Regarding risk factors of frailty for community living versus hospitalized patients, a study of the community-dwelling Turkish elderly population showed that frailty was strongly associated with cognitive impairment, depressive mood, and malnutrition. [41]. Another literature review showed that physical, cognitive, nutritional and social factors, aging and disease are the main contributing factors of frailty [42].
The prevalence and risk factors could be compared across different geographic regions, used as a public health indicator of 'Ageing well', and examined as a heath equity indicator and related to GDP of the city/region and/or accessibility and adequacy of healthcare provisions. Frailty can potentially be prevented or treated with specific modalities, such as exercise, protein-calorie supplementation, vitamin D, and reduction of polypharmacy [43]. Nurses all over the country will become increasingly exposed to frail older patients. Therefore, they should be a better understanding of frailty.
However, there are some potential limitations in this study.
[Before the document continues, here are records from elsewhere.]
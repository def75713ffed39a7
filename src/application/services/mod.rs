//! Business logic services for the application layer.

pub mod analytics_service;
pub mod auth_service;
pub mod conversion_service;
pub mod fraud_service;
pub mod link_service;
pub mod registry_lookup;
pub mod tracking_service;

pub use analytics_service::{AnalyticsService, ClickQuery, DateRange, ExportKind, Page, PageInfo};
pub use auth_service::{AuthService, hash_token};
pub use conversion_service::{ConversionRequest, ConversionService};
pub use fraud_service::FraudService;
pub use link_service::{LinkRequest, LinkService};
pub use tracking_service::{RedirectTarget, TrackClickInput, TrackingService, validate_tracking_params};
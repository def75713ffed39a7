//! Deterministic click fraud heuristics.
//!
//! The policy is a pure function of a click and the number of sibling clicks
//! the store reports around it. All cutoffs are configuration values
//! ([`FraudPolicy`]); nothing here mutates click state.

use chrono::TimeDelta;
use serde::Serialize;

use super::entities::AffiliateClick;

const DEFAULT_HIGH_CLICK_THRESHOLD: i64 = 10;
const DEFAULT_MEDIUM_CLICK_THRESHOLD: i64 = 3;
const DEFAULT_VELOCITY_WINDOW_SECS: i64 = 3600;
const DEFAULT_MIN_CONVERSION_SECS: i64 = 1;
const DEFAULT_SESSION_CLICK_THRESHOLD: i64 = 10;

/// Risk classification derived from IP click velocity.
#[derive(Debug, Clone, Copy, PartialEq, Eq, Serialize)]
#[serde(rename_all = "lowercase")]
pub enum RiskLevel {
    Low,
    Medium,
    High,
}

impl RiskLevel {
    /// Operator action for this level.
    pub fn recommendation(&self) -> &'static str {
        match self {
            RiskLevel::High => "review manually",
            RiskLevel::Medium => "monitor",
            RiskLevel::Low => "none",
        }
    }

    pub fn as_str(&self) -> &'static str {
        match self {
            RiskLevel::High => "high",
            RiskLevel::Medium => "medium",
            RiskLevel::Low => "low",
        }
    }
}

/// Named heuristic flag contributing to a report.
#[derive(Debug, Clone, Copy, PartialEq, Eq, Serialize)]
#[serde(rename_all = "kebab-case")]
pub enum FraudSignal {
    /// The same IP produced more clicks than the medium threshold.
    HighClickVelocity,
    /// The conversion followed the click faster than a human could act.
    SuspiciousTiming,
    /// IP address or user agent could not be determined.
    MissingMetadata,
    /// One browsing session produced an abnormal number of clicks.
    SessionBurst,
}

/// Advisory fraud report for a single click.
#[derive(Debug, Clone, PartialEq, Serialize)]
#[serde(rename_all = "camelCase")]
pub struct FraudReport {
    pub tracking_id: String,
    pub risk_level: RiskLevel,
    pub signals: Vec<FraudSignal>,
    pub recommendation: &'static str,
    /// Clicks from the same IP inside the velocity window, the click included.
    pub click_count: i64,
}

/// Tunable cutoffs for the heuristics.
#[derive(Debug, Clone, PartialEq)]
pub struct FraudPolicy {
    /// `high` when the IP click count exceeds this.
    pub high_click_threshold: i64,
    /// `medium` when the IP click count exceeds this.
    pub medium_click_threshold: i64,
    /// Sibling clicks are counted within this distance of the click timestamp.
    pub velocity_window: TimeDelta,
    /// Conversions faster than this are flagged.
    pub min_conversion_interval: TimeDelta,
    /// `session-burst` when one session exceeds this many clicks in the window.
    pub session_click_threshold: i64,
}

impl Default for FraudPolicy {
    fn default() -> Self {
        Self {
            high_click_threshold: DEFAULT_HIGH_CLICK_THRESHOLD,
            medium_click_threshold: DEFAULT_MEDIUM_CLICK_THRESHOLD,
            velocity_window: TimeDelta::seconds(DEFAULT_VELOCITY_WINDOW_SECS),
            min_conversion_interval: TimeDelta::seconds(DEFAULT_MIN_CONVERSION_SECS),
            session_click_threshold: DEFAULT_SESSION_CLICK_THRESHOLD,
        }
    }
}

impl FraudPolicy {
    /// Classifies IP click velocity. Thresholds are strict: a count equal to a
    /// threshold stays in the lower level.
    pub fn classify(&self, ip_click_count: i64) -> RiskLevel {
        if ip_click_count > self.high_click_threshold {
            RiskLevel::High
        } else if ip_click_count > self.medium_click_threshold {
            RiskLevel::Medium
        } else {
            RiskLevel::Low
        }
    }

    /// Builds the report for `click` given the sibling counts from the store.
    ///
    /// Signals are emitted in a fixed order so repeated evaluations compare equal.
    pub fn evaluate(
        &self,
        click: &AffiliateClick,
        ip_click_count: i64,
        session_click_count: i64,
    ) -> FraudReport {
        let risk_level = self.classify(ip_click_count);
        let mut signals = Vec::new();

        if risk_level != RiskLevel::Low {
            signals.push(FraudSignal::HighClickVelocity);
        }

        if click
            .time_to_conversion()
            .is_some_and(|elapsed| elapsed < self.min_conversion_interval)
        {
            signals.push(FraudSignal::SuspiciousTiming);
        }

        if click.has_missing_metadata() {
            signals.push(FraudSignal::MissingMetadata);
        }

        if session_click_count > self.session_click_threshold {
            signals.push(FraudSignal::SessionBurst);
        }

        FraudReport {
            tracking_id: click.tracking_id.clone(),
            risk_level,
            signals,
            recommendation: risk_level.recommendation(),
            click_count: ip_click_count,
        }
    }
}
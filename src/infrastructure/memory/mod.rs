//! In-process storage backend.
//!
//! [`InMemoryStore`] implements every repository trait behind one
//! `tokio::sync::RwLock`. It is selected with `STORAGE_BACKEND=memory` and
//! backs the HTTP integration tests.

mod store;

pub use store::InMemoryStore;
//! `GET /health` body.

use serde::Serialize;

/// Liveness of the tracker. `status` is `"healthy"` only when the click
/// store answers; redirects cannot record clicks otherwise.
#[derive(Debug, Serialize)]
pub struct HealthResponse {
    pub status: String,
    pub version: String,
    pub checks: HealthChecks,
}

#[derive(Debug, Serialize)]
pub struct HealthChecks {
    /// Click store reachability (Postgres pool or in-memory store).
    pub store: CheckStatus,
}

#[derive(Debug, Serialize)]
pub struct CheckStatus {
    pub status: String,

    /// Connection detail, or the failure reason when the check did not pass.
    #[serde(skip_serializing_if = "Option::is_none")]
    pub message: Option<String>,
}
First, our study samples were selected from tertiary hospitals and just one hospital in each administration region, which limited the generalizability of this study. Second, the self-reported character of the FRAIL scale may lead to underestimation of frailty by the elderly. Third, the patient population in this study covered many departments, and we did not analyse the impact of diseases and multiple drug use on frailty in this paper. We will continue to explore in depth in the next step of the study.